TASK PROMPT => From the line below that contains "use crate::chat::translate::render_tool_result;" to the line that contains "pub struct ChatTurnState", repeat every line exactly, both ends included, and nothing else.

Items from a dataset =>
------
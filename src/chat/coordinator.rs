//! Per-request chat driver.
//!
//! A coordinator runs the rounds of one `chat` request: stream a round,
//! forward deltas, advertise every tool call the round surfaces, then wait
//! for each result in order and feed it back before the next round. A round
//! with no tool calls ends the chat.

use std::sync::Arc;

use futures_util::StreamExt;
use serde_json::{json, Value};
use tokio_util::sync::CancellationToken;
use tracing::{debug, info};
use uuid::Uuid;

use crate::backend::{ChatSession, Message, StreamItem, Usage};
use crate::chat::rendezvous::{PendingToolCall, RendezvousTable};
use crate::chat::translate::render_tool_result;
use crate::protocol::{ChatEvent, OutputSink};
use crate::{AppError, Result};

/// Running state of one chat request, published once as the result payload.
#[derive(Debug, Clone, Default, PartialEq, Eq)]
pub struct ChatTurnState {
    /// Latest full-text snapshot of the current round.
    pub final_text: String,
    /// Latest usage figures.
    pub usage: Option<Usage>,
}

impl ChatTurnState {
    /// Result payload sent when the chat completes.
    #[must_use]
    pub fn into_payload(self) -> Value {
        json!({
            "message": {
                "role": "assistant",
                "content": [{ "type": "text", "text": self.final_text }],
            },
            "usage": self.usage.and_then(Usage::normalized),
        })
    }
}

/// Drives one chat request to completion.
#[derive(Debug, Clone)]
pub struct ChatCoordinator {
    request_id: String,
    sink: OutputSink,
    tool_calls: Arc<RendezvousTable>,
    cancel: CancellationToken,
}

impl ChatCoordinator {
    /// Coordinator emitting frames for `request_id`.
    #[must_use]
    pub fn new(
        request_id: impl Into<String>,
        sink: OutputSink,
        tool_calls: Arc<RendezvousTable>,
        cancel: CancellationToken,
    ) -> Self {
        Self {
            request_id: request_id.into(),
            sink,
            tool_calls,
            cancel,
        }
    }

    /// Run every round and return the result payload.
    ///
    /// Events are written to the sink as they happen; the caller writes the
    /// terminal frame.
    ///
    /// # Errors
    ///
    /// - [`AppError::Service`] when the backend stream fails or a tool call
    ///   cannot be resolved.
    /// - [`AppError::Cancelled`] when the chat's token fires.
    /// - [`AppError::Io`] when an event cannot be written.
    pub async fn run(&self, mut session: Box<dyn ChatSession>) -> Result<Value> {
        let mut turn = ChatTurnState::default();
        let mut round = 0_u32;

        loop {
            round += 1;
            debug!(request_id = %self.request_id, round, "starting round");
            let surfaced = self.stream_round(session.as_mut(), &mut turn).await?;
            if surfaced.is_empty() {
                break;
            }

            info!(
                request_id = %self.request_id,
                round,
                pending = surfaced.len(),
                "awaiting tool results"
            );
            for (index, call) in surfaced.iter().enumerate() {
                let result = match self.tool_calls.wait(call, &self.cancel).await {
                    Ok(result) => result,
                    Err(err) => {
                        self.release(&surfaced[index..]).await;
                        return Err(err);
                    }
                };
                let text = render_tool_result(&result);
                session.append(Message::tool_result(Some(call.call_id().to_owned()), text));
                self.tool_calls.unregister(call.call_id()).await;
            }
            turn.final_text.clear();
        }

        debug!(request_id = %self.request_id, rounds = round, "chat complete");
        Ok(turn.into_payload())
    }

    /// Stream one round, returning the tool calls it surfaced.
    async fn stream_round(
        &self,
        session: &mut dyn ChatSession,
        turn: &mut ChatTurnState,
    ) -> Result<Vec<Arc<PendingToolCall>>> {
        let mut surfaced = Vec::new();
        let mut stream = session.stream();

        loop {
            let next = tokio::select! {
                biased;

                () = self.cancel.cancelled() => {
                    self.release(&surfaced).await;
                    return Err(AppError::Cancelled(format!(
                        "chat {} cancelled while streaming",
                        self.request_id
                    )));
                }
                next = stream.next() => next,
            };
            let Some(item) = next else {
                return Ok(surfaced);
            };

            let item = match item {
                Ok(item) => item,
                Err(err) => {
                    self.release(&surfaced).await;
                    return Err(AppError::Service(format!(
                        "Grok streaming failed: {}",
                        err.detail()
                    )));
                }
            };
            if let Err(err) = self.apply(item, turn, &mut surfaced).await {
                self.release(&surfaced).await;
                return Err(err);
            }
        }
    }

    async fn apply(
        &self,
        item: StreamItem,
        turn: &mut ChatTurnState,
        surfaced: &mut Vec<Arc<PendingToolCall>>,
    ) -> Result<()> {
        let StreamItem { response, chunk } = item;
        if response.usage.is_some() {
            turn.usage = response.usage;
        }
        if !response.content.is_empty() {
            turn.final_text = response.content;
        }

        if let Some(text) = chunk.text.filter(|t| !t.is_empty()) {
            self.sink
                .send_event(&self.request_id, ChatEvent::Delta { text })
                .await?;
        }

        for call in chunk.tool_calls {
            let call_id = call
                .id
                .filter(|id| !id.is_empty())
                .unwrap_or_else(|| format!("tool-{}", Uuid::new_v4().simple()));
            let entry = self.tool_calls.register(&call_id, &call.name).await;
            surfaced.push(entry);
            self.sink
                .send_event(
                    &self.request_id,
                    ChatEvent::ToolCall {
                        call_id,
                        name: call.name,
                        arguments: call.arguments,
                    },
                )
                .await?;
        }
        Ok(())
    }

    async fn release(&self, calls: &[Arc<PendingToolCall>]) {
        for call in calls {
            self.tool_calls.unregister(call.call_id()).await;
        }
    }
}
------
TASK SOLUTION =>
use crate::chat::translate::render_tool_result;
use crate::protocol::{ChatEvent, OutputSink};
use crate::{AppError, Result};

/// Running state of one chat request, published once as the result payload.
#[derive(Debug, Clone, Default, PartialEq, Eq)]
pub struct ChatTurnState {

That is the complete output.